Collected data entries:
((

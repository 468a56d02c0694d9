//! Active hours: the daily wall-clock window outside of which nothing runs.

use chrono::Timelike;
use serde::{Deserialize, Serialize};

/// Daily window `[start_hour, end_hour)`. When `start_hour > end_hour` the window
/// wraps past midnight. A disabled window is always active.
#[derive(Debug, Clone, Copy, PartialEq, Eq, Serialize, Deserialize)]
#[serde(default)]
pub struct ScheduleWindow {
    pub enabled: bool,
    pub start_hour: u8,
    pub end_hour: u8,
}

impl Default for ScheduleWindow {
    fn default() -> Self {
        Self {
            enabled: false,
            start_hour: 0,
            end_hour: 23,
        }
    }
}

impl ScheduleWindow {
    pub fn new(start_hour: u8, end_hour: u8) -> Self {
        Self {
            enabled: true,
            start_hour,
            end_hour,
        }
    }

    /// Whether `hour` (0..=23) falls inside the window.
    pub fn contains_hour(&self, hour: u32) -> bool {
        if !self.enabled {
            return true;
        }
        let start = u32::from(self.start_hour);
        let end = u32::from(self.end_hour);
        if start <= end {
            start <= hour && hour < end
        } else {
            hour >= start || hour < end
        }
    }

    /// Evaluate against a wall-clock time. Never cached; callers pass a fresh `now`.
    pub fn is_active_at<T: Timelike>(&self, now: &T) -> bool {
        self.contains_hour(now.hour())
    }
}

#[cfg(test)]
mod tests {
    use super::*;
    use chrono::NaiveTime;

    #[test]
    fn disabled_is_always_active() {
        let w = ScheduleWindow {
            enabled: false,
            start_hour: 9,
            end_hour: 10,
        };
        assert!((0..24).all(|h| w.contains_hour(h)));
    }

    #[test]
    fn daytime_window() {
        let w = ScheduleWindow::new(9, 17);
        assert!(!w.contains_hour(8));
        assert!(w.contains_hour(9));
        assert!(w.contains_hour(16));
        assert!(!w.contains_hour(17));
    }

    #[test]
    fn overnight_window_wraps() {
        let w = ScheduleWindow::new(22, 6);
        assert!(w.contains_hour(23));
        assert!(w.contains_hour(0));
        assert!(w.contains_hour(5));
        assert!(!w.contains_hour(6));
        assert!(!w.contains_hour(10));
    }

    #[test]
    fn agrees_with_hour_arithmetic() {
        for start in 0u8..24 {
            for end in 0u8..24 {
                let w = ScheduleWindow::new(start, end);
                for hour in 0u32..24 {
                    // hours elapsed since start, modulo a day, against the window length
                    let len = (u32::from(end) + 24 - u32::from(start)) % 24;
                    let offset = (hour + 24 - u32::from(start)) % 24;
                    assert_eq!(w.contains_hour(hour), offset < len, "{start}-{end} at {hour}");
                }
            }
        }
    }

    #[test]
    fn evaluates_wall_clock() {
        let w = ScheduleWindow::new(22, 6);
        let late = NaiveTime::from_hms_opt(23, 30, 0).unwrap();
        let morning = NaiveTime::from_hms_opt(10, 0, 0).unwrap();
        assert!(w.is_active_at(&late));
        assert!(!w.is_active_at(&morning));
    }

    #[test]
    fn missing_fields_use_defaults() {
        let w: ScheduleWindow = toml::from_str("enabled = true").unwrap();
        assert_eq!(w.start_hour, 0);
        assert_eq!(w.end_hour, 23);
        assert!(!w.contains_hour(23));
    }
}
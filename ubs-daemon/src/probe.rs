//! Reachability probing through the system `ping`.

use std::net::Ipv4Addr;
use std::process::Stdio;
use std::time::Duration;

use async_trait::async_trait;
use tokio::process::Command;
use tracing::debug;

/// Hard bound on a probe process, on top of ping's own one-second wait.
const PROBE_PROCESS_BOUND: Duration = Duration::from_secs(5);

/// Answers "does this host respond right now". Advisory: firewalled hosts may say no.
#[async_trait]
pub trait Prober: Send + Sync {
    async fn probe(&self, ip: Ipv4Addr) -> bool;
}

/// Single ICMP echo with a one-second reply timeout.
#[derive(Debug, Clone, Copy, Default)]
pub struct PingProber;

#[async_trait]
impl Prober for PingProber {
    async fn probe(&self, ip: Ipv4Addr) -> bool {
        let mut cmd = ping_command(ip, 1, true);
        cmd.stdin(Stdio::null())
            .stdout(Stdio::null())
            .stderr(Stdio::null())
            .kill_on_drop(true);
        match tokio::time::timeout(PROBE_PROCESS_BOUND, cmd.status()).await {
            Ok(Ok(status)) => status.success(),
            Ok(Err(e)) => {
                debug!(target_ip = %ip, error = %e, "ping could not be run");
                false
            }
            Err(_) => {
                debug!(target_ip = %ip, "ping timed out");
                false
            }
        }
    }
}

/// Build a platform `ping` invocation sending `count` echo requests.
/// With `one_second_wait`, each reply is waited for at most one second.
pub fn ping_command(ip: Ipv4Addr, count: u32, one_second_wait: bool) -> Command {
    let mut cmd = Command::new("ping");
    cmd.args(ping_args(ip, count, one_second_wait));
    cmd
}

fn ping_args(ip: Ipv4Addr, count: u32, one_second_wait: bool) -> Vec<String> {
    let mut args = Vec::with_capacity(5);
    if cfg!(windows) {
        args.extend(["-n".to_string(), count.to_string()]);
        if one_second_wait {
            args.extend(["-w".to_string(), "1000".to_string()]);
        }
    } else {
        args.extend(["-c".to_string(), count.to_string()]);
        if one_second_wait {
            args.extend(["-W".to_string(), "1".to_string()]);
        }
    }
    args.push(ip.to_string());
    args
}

))

The lines above, starting at the one with "bool) -> Command" and ending at the one with "let mut args = Vec::with_capacity(5);", are the only ones to return, exactly as written.

pub fn ping_command(ip: Ipv4Addr, count: u32, one_second_wait: bool) -> Command {
    let mut cmd = Command::new("ping");
    cmd.args(ping_args(ip, count, one_second_wait));
    cmd
}

fn ping_args(ip: Ipv4Addr, count: u32, one_second_wait: bool) -> Vec<String> {
    let mut args = Vec::with_capacity(5);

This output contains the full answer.